Exercise objective:
Going from the top of the data below, give again each line through the one containing "const CHUNK_ID_HASH_CHARS: usize = 16;", both ends kept.

(Saved data entries)
=====

//! Normalized text chunks

use serde::{Deserialize, Serialize};
use sha2::{Digest, Sha256};

/// A unit of extraction work
///
/// Identity for change detection is `content_hash`; a chunk is never
/// mutated, only superseded when its source changes.
#[derive(Debug, Clone, PartialEq, Eq, Serialize, Deserialize)]
pub struct Chunk {
    /// `{source_id}#{content hash prefix}`; edits elsewhere in the source
    /// never hand this id to different text
    pub id: String,
    pub source_id: String,
    /// Position within the source, for ordering only
    pub ordinal: usize,
    pub text: String,
    /// Start and end word offsets within the normalized source
    pub token_span: (usize, usize),
    pub content_hash: String,
}

impl Chunk {
    pub fn new(source_id: &str, ordinal: usize, text: impl Into<String>, token_span: (usize, usize)) -> Self {
        let text = text.into();
        let content_hash = content_hash(&text);
        Self {
            id: chunk_id(source_id, &content_hash),
            source_id: source_id.to_string(),
            ordinal,
            content_hash,
            text,
            token_span,
        }
    }

    pub fn token_count(&self) -> usize {
        self.token_span.1 - self.token_span.0
    }
}

const CHUNK_ID_HASH_CHARS: usize = 16;

pub fn chunk_id(source_id: &str, content_hash: &str) -> String {
    let prefix = content_hash.get(..CHUNK_ID_HASH_CHARS).unwrap_or(content_hash);
    format!("{}#{}", source_id, prefix)
}

/// SHA-256 over whitespace-normalized text, hex encoded
///
/// Reflowing a paragraph does not change the hash; editing a word does.
pub fn content_hash(text: &str) -> String {
    let normalized = text.split_whitespace().collect::<Vec<_>>().join(" ");
    hex::encode(Sha256::digest(normalized.as_bytes()))
}

/// Whitespace-delimited word count, the token unit used for spans
pub fn count_tokens(text: &str) -> usize {
    text.split_whitespace().count()
}

/// Assigns ordinals and word spans while an adapter emits chunk texts
#[derive(Debug)]
pub struct ChunkBuilder<'a> {
    source_id: &'a str,
    offset: usize,
    chunks: Vec<Chunk>,
}

impl<'a> ChunkBuilder<'a> {
    pub fn new(source_id: &'a str) -> Self {
        Self {
            source_id,
            offset: 0,
            chunks: Vec::new(),
        }
    }

    /// Emit `text` immediately after the previous chunk; blank text is skipped
    pub fn push(&mut self, text: &str) {
        let start = self.offset;
        self.push_at(text, start);
    }

    /// Emit `text` starting at word offset `start` (for overlapping windows)
    pub fn push_at(&mut self, text: &str, start: usize) {
        let text = text.trim();
        let words = count_tokens(text);
        if words == 0 {
            return;
        }
        let end = start + words;
        let ordinal = self.chunks.len();
        self.chunks
            .push(Chunk::new(self.source_id, ordinal, text, (start, end)));
        self.offset = self.offset.max(end);
    }

    pub fn finish(self) -> Vec<Chunk> {
        self.chunks
    }
}

#[cfg(test)]
mod tests {
    use super::*;

    #[test]
    fn test_content_hash_ignores_whitespace_layout() {
        assert_eq!(
            content_hash("Raft  elects\na leader"),
            content_hash(" Raft elects a leader ")
        );
        assert_ne!(content_hash("Raft elects a leader"), content_hash("Raft elects a follower"));
        assert_eq!(content_hash("x").len(), 64);
    }

    #[test]
    fn test_builder_assigns_ids_and_spans() {
        let mut builder = ChunkBuilder::new("week1/raft.md");
        builder.push("Raft is a consensus algorithm");
        builder.push("   ");
        builder.push("It elects a leader");
        let chunks = builder.finish();

        assert_eq!(chunks.len(), 2);
        assert_eq!(chunks[0].ordinal, 0);
        assert_eq!(chunks[0].token_span, (0, 5));
        assert_eq!(chunks[1].ordinal, 1);
        assert_eq!(chunks[1].token_span, (5, 9));
        assert_eq!(
            chunks[0].id,
            format!("week1/raft.md#{}", &content_hash("Raft is a consensus algorithm")[..16])
        );
        assert_eq!(chunks[1].token_count(), 4);
    }

    #[test]
    fn test_id_follows_text_not_position() {
        let mut before = ChunkBuilder::new("a.notes");
        before.push("Raft implements leader election");
        let before = before.finish();

        let mut after = ChunkBuilder::new("a.notes");
        after.push("Paxos is older");
        after.push("Raft implements leader election");
        let after = after.finish();

        assert_eq!(after[1].id, before[0].id);
        assert_ne!(after[0].id, before[0].id);
        assert_eq!(after[1].ordinal, 1);
    }

    #[test]
    fn test_builder_overlapping_windows() {
        let mut builder = ChunkBuilder::new("paper.tex");
        builder.push_at("one two three four", 0);
        builder.push_at("four five six", 3);
        let chunks = builder.finish();
        assert_eq!(chunks[1].token_span, (3, 6));
    }
}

=====

Finished task:
//! Normalized text chunks

use serde::{Deserialize, Serialize};
use sha2::{Digest, Sha256};

/// A unit of extraction work
///
/// Identity for change detection is `content_hash`; a chunk is never
/// mutated, only superseded when its source changes.
#[derive(Debug, Clone, PartialEq, Eq, Serialize, Deserialize)]
pub struct Chunk {
    /// `{source_id}#{content hash prefix}`; edits elsewhere in the source
    /// never hand this id to different text
    pub id: String,
    pub source_id: String,
    /// Position within the source, for ordering only
    pub ordinal: usize,
    pub text: String,
    /// Start and end word offsets within the normalized source
    pub token_span: (usize, usize),
    pub content_hash: String,
}

impl Chunk {
    pub fn new(source_id: &str, ordinal: usize, text: impl Into<String>, token_span: (usize, usize)) -> Self {
        let text = text.into();
        let content_hash = content_hash(&text);
        Self {
            id: chunk_id(source_id, &content_hash),
            source_id: source_id.to_string(),
            ordinal,
            content_hash,
            text,
            token_span,
        }
    }

    pub fn token_count(&self) -> usize {
        self.token_span.1 - self.token_span.0
    }
}

const CHUNK_ID_HASH_CHARS: usize = 16;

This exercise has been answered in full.